In 2000 Marc Schubring wrote the chamber opera nimmerlandmensch based on texts by Birger Sellin, and in 2003 he adapted the music of Das Feuerwerk by Paul Burkhard for the Burgtheater in Vienna, for which he also created the arrangements. For the Friedrichstadt-Palast in Berlin, he produced compositions for the review Rhythmus Berlin (2003) and the score for the children's review Der Zauberer von Camelot (2007, book/lyrics: Lutz Hübner). He wrote additional songs for the musical Friedrich – Mythos und Tragödie (2012) and for Kolpings Traum (2013). For the Koblenz Theatre, he created the music for the family musicals Das Dschungelbuch (2012) and Jim Knopf (2013). The Hanau Brothers Grimm Festival commissioned him to write the musical Aschenputtel (2014).

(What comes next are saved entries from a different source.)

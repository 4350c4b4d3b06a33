use std::collections::HashSet;
use std::hash::BuildHasher;

mod hashers;
mod scaled_min_hash;

pub use self::hashers::{hash_kmer, HASH_SEED};
pub use self::scaled_min_hash::{ScaledMinHash, SketchParams};

/// Largest possible hash value. A sketch with `scaled = s` keeps hashes below
/// `MAX_HASH / s`.
pub const MAX_HASH: u64 = u64::MAX;

pub const DEFAULT_SCALED: u64 = 500;
pub const DEFAULT_KSIZE: usize = 5;

/// Retention threshold for `scaled`. Integer (floor) division, so a hash is kept
/// iff `hash < MAX_HASH / scaled`.
///
/// ```
/// use speet::minhash::{max_hash_for_scaled, MAX_HASH};
///
/// assert_eq!(max_hash_for_scaled(1), MAX_HASH);
/// assert_eq!(max_hash_for_scaled(2), MAX_HASH / 2);
/// ```
#[inline]
pub fn max_hash_for_scaled(scaled: u64) -> u64 {
    MAX_HASH / scaled
}

/// Number of hashes present in both sets. Iterates the smaller set and probes
/// the larger one.
pub fn compute_intersection_size<S: BuildHasher>(
    hashes_1: &HashSet<u64, S>,
    hashes_2: &HashSet<u64, S>,
) -> usize {
    let (small, large) = if hashes_1.len() <= hashes_2.len() {
        (hashes_1, hashes_2)
    } else {
        (hashes_2, hashes_1)
    };
    small.iter().filter(|hash| large.contains(*hash)).count()
}

/// Calculates jaccard similarity between two hash sets. Two empty sets have
/// similarity 0.
/// # Examples
///
/// ```
/// use std::collections::HashSet;
/// use speet::minhash::compute_jaccard_similarity;
///
/// let h1: HashSet<u64> = [1, 2, 3, 4].into_iter().collect();
/// let h2: HashSet<u64> = [3, 4, 5, 6].into_iter().collect();
/// assert!((compute_jaccard_similarity(&h1, &h2) - 0.333).abs() < 0.01);
/// ```
pub fn compute_jaccard_similarity<S: BuildHasher>(
    hashes_1: &HashSet<u64, S>,
    hashes_2: &HashSet<u64, S>,
) -> f64 {
    let intersection_len = compute_intersection_size(hashes_1, hashes_2);
    let union_len = hashes_1.len() + hashes_2.len() - intersection_len;
    if union_len == 0 {
        return 0.0;
    }
    intersection_len as f64 / union_len as f64
}

/// Fraction of `hashes_1` found in `hashes_2`. Asymmetric: the size of
/// `hashes_2` only matters through the intersection.
///
/// ```
/// use std::collections::HashSet;
/// use speet::minhash::compute_containment;
///
/// let fragment: HashSet<u64> = [1, 2].into_iter().collect();
/// let document: HashSet<u64> = (0..100).collect();
/// assert_eq!(compute_containment(&fragment, &document), 1.0);
/// assert_eq!(compute_containment(&document, &fragment), 0.02);
/// ```
pub fn compute_containment<S: BuildHasher>(
    hashes_1: &HashSet<u64, S>,
    hashes_2: &HashSet<u64, S>,
) -> f64 {
    if hashes_1.is_empty() {
        return 0.0;
    }
    compute_intersection_size(hashes_1, hashes_2) as f64 / hashes_1.len() as f64
}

In addition, Marc Schubring regularly writes film music for feature films and documentaries for television stations such as ZDF, KiKa, WDR and arte. In 2015 he wrote musicals such as "Gefährliche Liebschaften (Dangerous Liaisons) for the Staatstheater am Gärtnerplatz in Munich, Der gestiefelte Kater (Puss in Boots) for Hanau and Double Trouble based on Kästner's Das doppelte Lottchen for Washington, D.C.